As a professional in the publishing business I experienced the good, the bad and the criminal of consulting. There was the gung-ho guy who suggested we make all the changes I’d already been requesting for two years. Somehow his opinion had the impact mine could not and the desperately-needed editorial and design updates were made (good, but annoying).
There was the consultant before him who saw the need for change but wanted to focus her time and our money on a huge reader survey we didn’t have the staff power to conduct. So nothing happened (bad). And there was the “database” consultant who took several hundred thousand dollars from the non profit I worked for and never delivered a database (criminal).

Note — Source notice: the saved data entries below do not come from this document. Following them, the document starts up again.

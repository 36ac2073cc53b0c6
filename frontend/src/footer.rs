//! Footer year placeholder.

use js_sys::Date;

/// Fills the `#year` placeholder with the current year.
pub fn set_year() {
    if let Some(el) = crate::dom::query("#year") {
        el.set_text_content(Some(&Date::new_0().get_full_year().to_string()));
    }
}
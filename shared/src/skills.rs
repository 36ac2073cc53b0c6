//! One-shot progress bar reveal.

use std::{collections::HashSet, hash::Hash};

/// Fraction of a skill element that must be visible before it animates.
pub const SKILL_THRESHOLD: f64 = 0.35;
/// Attribute carrying the target percentage.
pub const LEVEL_ATTRIBUTE: &str = "data-level";

/// Target width of a progress bar, kept as written in the markup.
///
/// The value is not validated as a number; a missing or empty attribute
/// becomes `"0"`.
#[derive(Debug, Clone, PartialEq, Eq)]
pub struct SkillLevel(String);

impl SkillLevel {
    /// Builds a level from the raw attribute value.
    pub fn from_attribute(raw: Option<&str>) -> Self {
        match raw {
            Some(value) if !value.is_empty() => Self(value.to_string()),
            _ => Self("0".to_string()),
        }
    }

    /// Raw level text.
    pub fn as_str(&self) -> &str {
        &self.0
    }

    /// CSS width value, e.g. `85%`.
    pub fn css_width(&self) -> String {
        format!("{}%", self.0)
    }
}

/// Remembers which elements already animated.
#[derive(Debug)]
pub struct RevealTracker<K> {
    revealed: HashSet<K>,
}

impl<K: Eq + Hash> RevealTracker<K> {
    /// Empty tracker.
    pub fn new() -> Self {
        Self {
            revealed: HashSet::new(),
        }
    }

    /// Returns `true` exactly once per key.
    pub fn reveal(&mut self, key: K) -> bool {
        self.revealed.insert(key)
    }

}

impl<K: Eq + Hash> Default for RevealTracker<K> {
    fn default() -> Self {
        Self::new()
    }
}

#[cfg(test)]
mod tests {
    use super::*;

    #[test]
    fn level_is_taken_verbatim() {
        assert_eq!(SkillLevel::from_attribute(Some("85")).css_width(), "85%");
        assert_eq!(SkillLevel::from_attribute(Some("abc")).css_width(), "abc%");
    }

    #[test]
    fn missing_level_defaults_to_zero() {
        assert_eq!(SkillLevel::from_attribute(None).css_width(), "0%");
        assert_eq!(SkillLevel::from_attribute(Some("")).as_str(), "0");
    }

    #[test]
    fn reveal_fires_once_per_element() {
        let mut tracker = RevealTracker::new();
        let widths_set = [0usize, 1, 0, 0, 2, 1]
            .into_iter()
            .filter(|&idx| tracker.reveal(idx))
            .count();
        assert_eq!(widths_set, 3);
        assert!(!tracker.reveal(2));
    }
}
//! Contact endpoint client.

use gloo_net::http::Request;
use portfolio_shared::contact::{ContactForm, SubmitOutcome};

use crate::config::CONTACT_ENDPOINT;

/// 提交联系表单；响应体不解析，只看状态码
pub async fn submit_contact(form: &ContactForm) -> SubmitOutcome {
    match post_contact(form).await {
        Ok(status) => SubmitOutcome::from_status(status),
        Err(e) => SubmitOutcome::TransportError(e),
    }
}

async fn post_contact(form: &ContactForm) -> Result<u16, String> {
    let response = Request::post(CONTACT_ENDPOINT)
        .header("Content-Type", "application/json")
        .json(form)
        .map_err(|e| format!("Serialize error: {:?}", e))?
        .send()
        .await
        .map_err(|e| format!("Network error: {:?}", e))?;

    Ok(response.status())
}
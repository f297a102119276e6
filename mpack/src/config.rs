//! Knobs shared by the `Encoder` and the `Decoder`. A `Config` only states the rules; both sides enforce them.

/// Which values are accepted as map keys
#[derive(Debug, Clone, Copy, PartialEq, Eq, Default)]
pub enum KeyPolicy {
    /// Keys must be booleans, integers, floats, strings or binary data, so that a map can always be turned into a hash
    /// based container. Nil, arrays and maps are refused.
    #[default]
    Scalar,
    /// Any value is a valid key, as the wire format itself permits
    Any,
}

/// What the decoder does with bytes following the first complete value
#[derive(Debug, Clone, Copy, PartialEq, Eq, Default)]
pub enum Trailing {
    /// Leave them unread; the consumed length is still reported
    #[default]
    Ignore,
    /// Fail with `DecodeError::Trailing`
    Reject,
}

/// Containers nested deeper than this are refused by the decoder unless configured otherwise
pub const DEFAULT_MAX_DEPTH: usize = 512;

#[derive(Debug, Clone, Copy, PartialEq, Eq)]
pub struct Config {
    pub key_policy: KeyPolicy,
    pub trailing: Trailing,
    /// Only consulted while decoding, encoding recurses as deep as the value does
    pub max_depth: usize,
}

impl Default for Config {
    fn default() -> Self {
        Self { key_policy: KeyPolicy::default(), trailing: Trailing::default(), max_depth: DEFAULT_MAX_DEPTH }
    }
}

impl Config {

    pub fn new() -> Self {
        Self::default()
    }

    pub fn max_depth(mut self, max_depth: usize) -> Self {
        self.max_depth = max_depth;
        self
    }

    pub fn key_policy(mut self, key_policy: KeyPolicy) -> Self {
        self.key_policy = key_policy;
        self
    }

    pub fn trailing(mut self, trailing: Trailing) -> Self {
        self.trailing = trailing;
        self
    }

    /// Whether `key` may appear in key position of a map
    #[inline]
    pub(crate) fn accepts_key(&self, key: &crate::Value) -> bool {
        match self.key_policy {
            KeyPolicy::Scalar => key.is_scalar(),
            KeyPolicy::Any    => true,
        }
    }

}
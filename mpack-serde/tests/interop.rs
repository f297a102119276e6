//! Messages written by `rmp-serde` must be readable here and vice versa.

use mpack_serde::{from_bytes, to_bytes};
use proptest::prelude::*;
use serde::{Deserialize, Serialize};

#[derive(Serialize, Deserialize, Debug, PartialEq, Clone)]
enum Status {
    Active,
    Suspended(u32),
    Moved { to: String },
}

#[derive(Serialize, Deserialize, Debug, PartialEq, Clone)]
struct Account {
    id: u64,
    name: String,
    balance: i64,
    ratio: f64,
    tags: Vec<String>,
    status: Status,
    parent: Option<u32>,
    #[serde(with = "serde_bytes")]
    avatar: Vec<u8>,
}

#[derive(Serialize, Deserialize, Debug, PartialEq)]
struct Flags {
    on: bool,
    level: u8,
    name: String,
    none: Option<u8>,
}

fn account() -> Account {
    Account {
        id: 70000,
        name: "Ada".to_string(),
        balance: -1234567,
        ratio: 0.25,
        tags: vec!["admin".to_string(), "ops".to_string()],
        status: Status::Moved { to: "Zürich".to_string() },
        parent: Some(7),
        avatar: vec![0, 1, 2, 254, 255],
    }
}

#[test]
fn read_named() {
    let account = account();
    let bytes = rmp_serde::to_vec_named(&account).unwrap();
    assert_eq!(account, from_bytes::<Account>(&bytes).unwrap());
    assert!(mpack::unpack_exact(&bytes).is_ok());
}

#[test]
fn read_compact() {
    let account = account();
    let bytes = rmp_serde::to_vec(&account).unwrap();
    assert_eq!(account, from_bytes::<Account>(&bytes).unwrap());
}

#[test]
fn written_is_readable() {
    for status in [Status::Active, Status::Suspended(3), Status::Moved { to: String::new() }] {
        let account = Account { status, parent: None, ..account() };
        let bytes = to_bytes(&account).unwrap();
        assert_eq!(account, rmp_serde::from_slice::<Account>(&bytes).unwrap());
    }
}

#[test]
fn identical_bytes() {
    let flags = Flags { on: true, level: 5, name: "fast".to_string(), none: None };
    assert_eq!(rmp_serde::to_vec_named(&flags).unwrap(), to_bytes(&flags).unwrap());
}

fn status() -> impl Strategy<Value = Status> {
    prop_oneof![
        Just(Status::Active),
        any::<u32>().prop_map(Status::Suspended),
        ".{0,20}".prop_map(|to| Status::Moved { to }),
    ]
}

prop_compose! {
    fn arbitrary_account()(
        id in any::<u64>(),
        name in ".{0,40}",
        balance in any::<i64>(),
        ratio in -1e12f64..1e12,
        tags in prop::collection::vec("[a-z]{1,8}", 0..20),
        status in status(),
        parent in any::<Option<u32>>(),
        avatar in prop::collection::vec(any::<u8>(), 0..300),
    ) -> Account {
        Account { id, name, balance, ratio, tags, status, parent, avatar }
    }
}

proptest! {
    #[test]
    fn both_directions(account in arbitrary_account()) {
        let ours = to_bytes(&account).unwrap();
        prop_assert_eq!(&account, &rmp_serde::from_slice::<Account>(&ours).unwrap());
        let theirs = rmp_serde::to_vec_named(&account).unwrap();
        prop_assert_eq!(&account, &from_bytes::<Account>(&theirs).unwrap());
    }
}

I’m a consultant myself. Every month I receive a digital proof of Parking Today and I read every word looking for mistakes. I check the text, the headlines, the ads, the folios (those little things at the bottom with the page number and title of the magazine), as well as the jumps, ad index and calendar and so on. One thing I do that seems really important to me is check the table of contents to make sure when you turn to page 32 you really find that article titled “Emergency Preventing LED Lights that Watch Over Parking Lots Like the Eye of Sauron to Catch Criminals and Call the Police Automatically.” If that article which sounds so riveting in the table of contents isn’t on the page you expect to find it, what are the chances you are going to keep looking for that article? You’re more likely to be confused, and then annoyed, and then give up and toss the whole thing in the garbage. I clearly don’t want that to happen, and neither does this magazine’s publisher or its advertisers.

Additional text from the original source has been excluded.